[[ TASK DATA, beginning ]]

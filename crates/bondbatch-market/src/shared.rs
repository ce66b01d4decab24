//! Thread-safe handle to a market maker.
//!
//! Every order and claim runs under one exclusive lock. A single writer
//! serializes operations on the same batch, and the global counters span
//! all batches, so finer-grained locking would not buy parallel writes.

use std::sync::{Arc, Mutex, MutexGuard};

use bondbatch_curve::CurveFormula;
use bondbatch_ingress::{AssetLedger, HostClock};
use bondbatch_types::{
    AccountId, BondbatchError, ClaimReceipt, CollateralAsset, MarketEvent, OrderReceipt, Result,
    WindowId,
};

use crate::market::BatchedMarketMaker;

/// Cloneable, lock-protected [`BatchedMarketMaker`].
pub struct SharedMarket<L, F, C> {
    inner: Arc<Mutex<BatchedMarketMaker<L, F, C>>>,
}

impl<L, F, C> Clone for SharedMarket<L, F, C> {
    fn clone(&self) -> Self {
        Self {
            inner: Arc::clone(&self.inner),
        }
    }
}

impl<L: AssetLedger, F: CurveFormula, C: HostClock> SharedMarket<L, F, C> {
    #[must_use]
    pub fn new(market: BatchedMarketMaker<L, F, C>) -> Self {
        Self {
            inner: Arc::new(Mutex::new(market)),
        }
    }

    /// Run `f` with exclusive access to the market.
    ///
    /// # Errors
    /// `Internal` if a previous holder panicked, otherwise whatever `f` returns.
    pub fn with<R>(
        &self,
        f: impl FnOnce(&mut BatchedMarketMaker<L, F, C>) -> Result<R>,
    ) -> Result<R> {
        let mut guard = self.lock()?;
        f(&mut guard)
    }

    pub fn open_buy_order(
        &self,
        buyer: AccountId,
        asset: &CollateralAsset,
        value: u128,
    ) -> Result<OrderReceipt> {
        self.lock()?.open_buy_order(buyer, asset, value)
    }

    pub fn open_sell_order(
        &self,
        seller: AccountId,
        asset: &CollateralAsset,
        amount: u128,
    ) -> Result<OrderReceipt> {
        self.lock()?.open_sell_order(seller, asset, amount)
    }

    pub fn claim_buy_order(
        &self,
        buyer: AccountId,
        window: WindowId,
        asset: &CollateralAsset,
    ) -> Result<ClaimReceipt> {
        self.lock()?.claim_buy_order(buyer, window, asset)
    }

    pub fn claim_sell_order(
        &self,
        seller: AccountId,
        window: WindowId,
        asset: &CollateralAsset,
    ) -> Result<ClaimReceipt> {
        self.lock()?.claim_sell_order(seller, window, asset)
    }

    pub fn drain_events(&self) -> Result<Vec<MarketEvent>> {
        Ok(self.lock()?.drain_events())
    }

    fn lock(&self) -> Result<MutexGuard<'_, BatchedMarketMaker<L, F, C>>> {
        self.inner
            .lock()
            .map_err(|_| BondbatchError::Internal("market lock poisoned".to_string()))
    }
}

[[ TASK DATA, end ]]
[[ TASK DATA, beginning ]]

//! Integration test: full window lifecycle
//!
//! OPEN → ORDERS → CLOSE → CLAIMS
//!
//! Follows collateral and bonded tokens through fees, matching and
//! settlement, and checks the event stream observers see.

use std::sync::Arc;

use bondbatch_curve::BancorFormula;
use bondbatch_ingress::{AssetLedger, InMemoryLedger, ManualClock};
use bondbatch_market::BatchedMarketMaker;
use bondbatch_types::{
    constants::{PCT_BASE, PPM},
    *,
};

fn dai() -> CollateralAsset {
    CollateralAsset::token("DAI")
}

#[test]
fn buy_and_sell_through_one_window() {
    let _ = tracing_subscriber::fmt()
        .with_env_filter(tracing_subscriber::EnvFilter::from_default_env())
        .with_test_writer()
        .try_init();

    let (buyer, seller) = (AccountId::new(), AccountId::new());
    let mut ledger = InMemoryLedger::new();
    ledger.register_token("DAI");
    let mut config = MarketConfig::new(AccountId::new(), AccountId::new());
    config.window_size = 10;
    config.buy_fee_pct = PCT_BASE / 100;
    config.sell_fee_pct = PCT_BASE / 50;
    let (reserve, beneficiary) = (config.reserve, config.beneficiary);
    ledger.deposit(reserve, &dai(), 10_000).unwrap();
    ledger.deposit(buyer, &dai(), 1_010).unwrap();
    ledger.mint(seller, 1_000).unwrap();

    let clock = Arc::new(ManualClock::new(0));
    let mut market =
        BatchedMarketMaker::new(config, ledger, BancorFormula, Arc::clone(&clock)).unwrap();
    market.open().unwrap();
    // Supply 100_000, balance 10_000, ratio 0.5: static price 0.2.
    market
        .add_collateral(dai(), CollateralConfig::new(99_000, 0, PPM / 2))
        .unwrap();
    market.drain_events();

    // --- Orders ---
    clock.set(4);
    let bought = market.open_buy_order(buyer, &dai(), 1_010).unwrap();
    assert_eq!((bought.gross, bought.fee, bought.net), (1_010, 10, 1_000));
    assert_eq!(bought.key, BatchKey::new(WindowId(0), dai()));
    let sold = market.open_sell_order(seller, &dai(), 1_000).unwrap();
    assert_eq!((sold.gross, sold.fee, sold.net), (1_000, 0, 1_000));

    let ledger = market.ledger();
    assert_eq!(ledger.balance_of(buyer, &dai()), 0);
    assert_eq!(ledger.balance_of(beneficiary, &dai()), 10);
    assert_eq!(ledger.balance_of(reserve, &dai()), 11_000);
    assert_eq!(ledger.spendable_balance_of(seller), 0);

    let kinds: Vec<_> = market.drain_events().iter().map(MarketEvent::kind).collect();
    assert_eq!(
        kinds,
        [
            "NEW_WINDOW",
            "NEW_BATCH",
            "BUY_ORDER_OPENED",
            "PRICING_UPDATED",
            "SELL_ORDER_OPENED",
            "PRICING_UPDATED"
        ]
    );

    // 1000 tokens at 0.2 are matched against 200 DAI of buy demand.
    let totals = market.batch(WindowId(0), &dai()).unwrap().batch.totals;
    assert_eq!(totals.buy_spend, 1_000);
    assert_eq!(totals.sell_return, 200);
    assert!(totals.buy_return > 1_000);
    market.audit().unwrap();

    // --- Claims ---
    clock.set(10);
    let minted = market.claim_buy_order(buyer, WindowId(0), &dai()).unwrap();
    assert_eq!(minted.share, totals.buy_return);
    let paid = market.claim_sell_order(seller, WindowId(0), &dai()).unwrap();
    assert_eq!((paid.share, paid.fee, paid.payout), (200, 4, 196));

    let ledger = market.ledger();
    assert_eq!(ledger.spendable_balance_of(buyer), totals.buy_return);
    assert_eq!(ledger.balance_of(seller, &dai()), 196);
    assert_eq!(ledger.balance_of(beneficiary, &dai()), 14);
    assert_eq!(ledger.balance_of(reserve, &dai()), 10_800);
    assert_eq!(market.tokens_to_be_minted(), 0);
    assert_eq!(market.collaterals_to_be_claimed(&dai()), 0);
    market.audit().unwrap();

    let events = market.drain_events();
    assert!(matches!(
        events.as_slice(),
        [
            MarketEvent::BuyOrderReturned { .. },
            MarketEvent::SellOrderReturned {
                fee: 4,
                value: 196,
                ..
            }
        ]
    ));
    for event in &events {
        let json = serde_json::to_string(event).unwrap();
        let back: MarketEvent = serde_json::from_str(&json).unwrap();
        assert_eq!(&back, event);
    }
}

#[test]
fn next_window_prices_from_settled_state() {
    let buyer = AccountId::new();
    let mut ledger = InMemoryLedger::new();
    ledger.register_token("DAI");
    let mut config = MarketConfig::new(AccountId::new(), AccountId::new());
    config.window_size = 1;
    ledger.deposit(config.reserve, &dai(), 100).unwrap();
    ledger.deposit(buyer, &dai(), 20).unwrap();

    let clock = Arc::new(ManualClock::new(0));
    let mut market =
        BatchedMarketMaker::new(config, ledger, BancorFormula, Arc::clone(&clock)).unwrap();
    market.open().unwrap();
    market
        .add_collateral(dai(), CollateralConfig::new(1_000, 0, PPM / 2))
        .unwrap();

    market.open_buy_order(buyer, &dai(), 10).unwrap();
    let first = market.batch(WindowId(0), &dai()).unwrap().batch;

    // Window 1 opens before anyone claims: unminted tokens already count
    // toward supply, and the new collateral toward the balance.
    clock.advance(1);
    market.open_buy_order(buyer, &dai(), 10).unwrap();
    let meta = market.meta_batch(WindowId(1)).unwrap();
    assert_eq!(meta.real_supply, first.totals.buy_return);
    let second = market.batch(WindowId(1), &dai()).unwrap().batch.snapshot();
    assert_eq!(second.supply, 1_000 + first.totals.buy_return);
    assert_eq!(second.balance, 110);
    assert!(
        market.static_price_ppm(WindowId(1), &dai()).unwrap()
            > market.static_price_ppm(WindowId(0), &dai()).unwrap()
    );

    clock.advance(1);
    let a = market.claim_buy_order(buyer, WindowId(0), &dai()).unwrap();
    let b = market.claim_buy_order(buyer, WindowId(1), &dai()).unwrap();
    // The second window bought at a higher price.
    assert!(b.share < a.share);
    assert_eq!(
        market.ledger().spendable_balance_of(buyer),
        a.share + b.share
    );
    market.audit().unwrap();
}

[[ TASK DATA, end ]]
[[ TASK DATA, beginning ]]

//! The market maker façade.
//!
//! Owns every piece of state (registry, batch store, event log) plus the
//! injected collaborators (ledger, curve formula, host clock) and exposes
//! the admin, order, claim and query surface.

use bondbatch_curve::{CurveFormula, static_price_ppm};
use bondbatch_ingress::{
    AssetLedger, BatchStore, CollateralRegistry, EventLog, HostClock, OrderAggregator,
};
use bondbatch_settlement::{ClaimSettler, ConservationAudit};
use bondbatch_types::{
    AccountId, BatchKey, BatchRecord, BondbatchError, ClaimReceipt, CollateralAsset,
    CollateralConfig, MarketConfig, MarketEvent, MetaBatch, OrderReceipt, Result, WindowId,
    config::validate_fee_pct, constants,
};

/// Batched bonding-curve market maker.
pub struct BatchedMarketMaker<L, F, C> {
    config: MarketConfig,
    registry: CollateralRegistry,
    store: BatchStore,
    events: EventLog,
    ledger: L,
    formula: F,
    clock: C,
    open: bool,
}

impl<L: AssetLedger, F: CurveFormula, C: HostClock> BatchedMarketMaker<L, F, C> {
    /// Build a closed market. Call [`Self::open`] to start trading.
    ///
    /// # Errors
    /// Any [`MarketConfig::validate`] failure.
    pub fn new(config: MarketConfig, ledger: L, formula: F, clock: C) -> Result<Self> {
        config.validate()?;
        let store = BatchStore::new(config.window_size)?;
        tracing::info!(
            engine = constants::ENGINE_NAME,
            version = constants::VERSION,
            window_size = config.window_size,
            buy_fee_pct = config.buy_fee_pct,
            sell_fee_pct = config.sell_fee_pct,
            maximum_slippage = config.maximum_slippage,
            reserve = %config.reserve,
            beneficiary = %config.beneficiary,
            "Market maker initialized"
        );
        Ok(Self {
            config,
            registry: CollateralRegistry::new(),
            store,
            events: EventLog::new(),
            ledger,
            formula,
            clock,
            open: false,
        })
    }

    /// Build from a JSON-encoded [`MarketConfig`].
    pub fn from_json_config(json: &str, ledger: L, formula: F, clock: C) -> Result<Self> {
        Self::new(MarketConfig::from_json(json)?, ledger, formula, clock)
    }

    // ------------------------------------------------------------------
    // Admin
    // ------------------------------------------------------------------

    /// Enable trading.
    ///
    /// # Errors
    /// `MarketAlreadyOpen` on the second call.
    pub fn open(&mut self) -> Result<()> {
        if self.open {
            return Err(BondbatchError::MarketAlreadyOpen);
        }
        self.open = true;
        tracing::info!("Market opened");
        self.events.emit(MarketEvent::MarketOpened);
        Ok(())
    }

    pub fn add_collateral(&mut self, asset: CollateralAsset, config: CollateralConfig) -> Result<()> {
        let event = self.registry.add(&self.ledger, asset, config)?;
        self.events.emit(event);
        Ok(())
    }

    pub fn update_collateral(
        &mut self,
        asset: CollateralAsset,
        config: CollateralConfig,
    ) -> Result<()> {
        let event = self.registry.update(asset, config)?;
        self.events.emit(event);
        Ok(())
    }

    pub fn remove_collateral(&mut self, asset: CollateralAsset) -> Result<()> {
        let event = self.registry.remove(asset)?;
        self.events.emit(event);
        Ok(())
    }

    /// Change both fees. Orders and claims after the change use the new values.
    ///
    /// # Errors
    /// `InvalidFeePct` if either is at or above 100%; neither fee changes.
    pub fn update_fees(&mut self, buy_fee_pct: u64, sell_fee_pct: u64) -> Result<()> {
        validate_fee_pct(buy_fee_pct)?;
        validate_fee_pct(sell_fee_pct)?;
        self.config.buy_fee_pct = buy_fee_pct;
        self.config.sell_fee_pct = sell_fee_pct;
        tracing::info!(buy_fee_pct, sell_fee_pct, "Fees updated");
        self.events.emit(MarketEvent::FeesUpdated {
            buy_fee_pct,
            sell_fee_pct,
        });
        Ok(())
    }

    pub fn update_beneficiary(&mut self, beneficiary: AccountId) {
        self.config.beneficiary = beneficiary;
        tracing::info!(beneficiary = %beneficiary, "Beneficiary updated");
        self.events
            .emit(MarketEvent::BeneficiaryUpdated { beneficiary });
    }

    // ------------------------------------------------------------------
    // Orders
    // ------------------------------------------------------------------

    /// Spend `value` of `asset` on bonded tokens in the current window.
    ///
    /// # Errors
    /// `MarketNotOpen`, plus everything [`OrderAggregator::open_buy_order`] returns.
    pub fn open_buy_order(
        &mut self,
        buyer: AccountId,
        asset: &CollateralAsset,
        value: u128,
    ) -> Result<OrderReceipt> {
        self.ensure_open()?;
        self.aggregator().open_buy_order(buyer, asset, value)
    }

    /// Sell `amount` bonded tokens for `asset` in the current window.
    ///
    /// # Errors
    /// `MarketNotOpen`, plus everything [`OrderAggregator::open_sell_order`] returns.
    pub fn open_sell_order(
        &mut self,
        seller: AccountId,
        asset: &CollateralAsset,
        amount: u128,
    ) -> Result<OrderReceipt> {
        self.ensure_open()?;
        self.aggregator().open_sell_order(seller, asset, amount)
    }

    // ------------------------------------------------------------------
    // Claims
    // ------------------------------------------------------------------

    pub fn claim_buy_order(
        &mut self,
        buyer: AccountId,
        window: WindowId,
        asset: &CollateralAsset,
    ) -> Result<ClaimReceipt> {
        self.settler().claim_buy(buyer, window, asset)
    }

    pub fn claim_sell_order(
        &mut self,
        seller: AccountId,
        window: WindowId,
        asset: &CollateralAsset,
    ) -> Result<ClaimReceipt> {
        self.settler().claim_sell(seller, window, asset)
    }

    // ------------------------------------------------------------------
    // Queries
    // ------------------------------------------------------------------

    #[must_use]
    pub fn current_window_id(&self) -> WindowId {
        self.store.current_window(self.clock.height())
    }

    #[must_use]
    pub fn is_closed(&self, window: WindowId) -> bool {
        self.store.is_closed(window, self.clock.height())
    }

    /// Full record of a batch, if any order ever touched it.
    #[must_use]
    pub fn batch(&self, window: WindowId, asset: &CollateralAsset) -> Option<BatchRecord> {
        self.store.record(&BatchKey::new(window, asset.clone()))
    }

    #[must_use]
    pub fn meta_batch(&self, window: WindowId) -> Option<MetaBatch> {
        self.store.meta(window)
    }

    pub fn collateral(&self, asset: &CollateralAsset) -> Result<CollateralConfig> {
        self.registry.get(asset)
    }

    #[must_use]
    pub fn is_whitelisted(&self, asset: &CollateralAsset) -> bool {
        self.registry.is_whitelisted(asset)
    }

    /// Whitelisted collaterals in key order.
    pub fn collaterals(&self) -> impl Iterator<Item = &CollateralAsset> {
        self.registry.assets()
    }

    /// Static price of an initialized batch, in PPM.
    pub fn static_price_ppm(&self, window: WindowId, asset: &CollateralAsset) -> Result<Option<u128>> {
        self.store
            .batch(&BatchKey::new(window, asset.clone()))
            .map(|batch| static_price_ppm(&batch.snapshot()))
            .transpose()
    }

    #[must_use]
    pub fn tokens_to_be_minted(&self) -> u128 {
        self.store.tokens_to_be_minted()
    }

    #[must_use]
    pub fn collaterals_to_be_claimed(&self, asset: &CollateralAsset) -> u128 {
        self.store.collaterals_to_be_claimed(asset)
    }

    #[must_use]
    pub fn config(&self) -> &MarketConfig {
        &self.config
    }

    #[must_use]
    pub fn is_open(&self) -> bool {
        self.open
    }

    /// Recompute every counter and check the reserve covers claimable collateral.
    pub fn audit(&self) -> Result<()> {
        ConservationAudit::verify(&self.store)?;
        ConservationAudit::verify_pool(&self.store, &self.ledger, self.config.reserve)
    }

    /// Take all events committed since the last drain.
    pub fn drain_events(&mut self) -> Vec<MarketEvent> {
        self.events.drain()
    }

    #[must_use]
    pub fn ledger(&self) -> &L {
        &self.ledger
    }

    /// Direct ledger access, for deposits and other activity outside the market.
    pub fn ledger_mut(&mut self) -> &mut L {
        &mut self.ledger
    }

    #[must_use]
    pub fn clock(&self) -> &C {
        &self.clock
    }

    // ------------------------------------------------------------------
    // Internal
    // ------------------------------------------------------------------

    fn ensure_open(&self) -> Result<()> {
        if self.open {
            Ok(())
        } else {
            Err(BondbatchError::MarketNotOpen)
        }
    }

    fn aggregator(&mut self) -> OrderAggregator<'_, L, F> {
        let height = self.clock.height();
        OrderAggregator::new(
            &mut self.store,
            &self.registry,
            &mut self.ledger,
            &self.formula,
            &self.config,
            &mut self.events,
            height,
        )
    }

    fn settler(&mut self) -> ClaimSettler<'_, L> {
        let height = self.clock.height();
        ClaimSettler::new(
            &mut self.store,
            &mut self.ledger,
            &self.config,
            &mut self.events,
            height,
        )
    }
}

[[ TASK DATA, end ]]

EXERCISE BRIEF —
Whenever the word "CurveFormula" occurs in a line above, copy that line.

ANSWER FOR THIS EXERCISE —
use bondbatch_curve::CurveFormula;
impl<L: AssetLedger, F: CurveFormula, C: HostClock> SharedMarket<L, F, C> {
use bondbatch_curve::{CurveFormula, static_price_ppm};
impl<L: AssetLedger, F: CurveFormula, C: HostClock> BatchedMarketMaker<L, F, C> {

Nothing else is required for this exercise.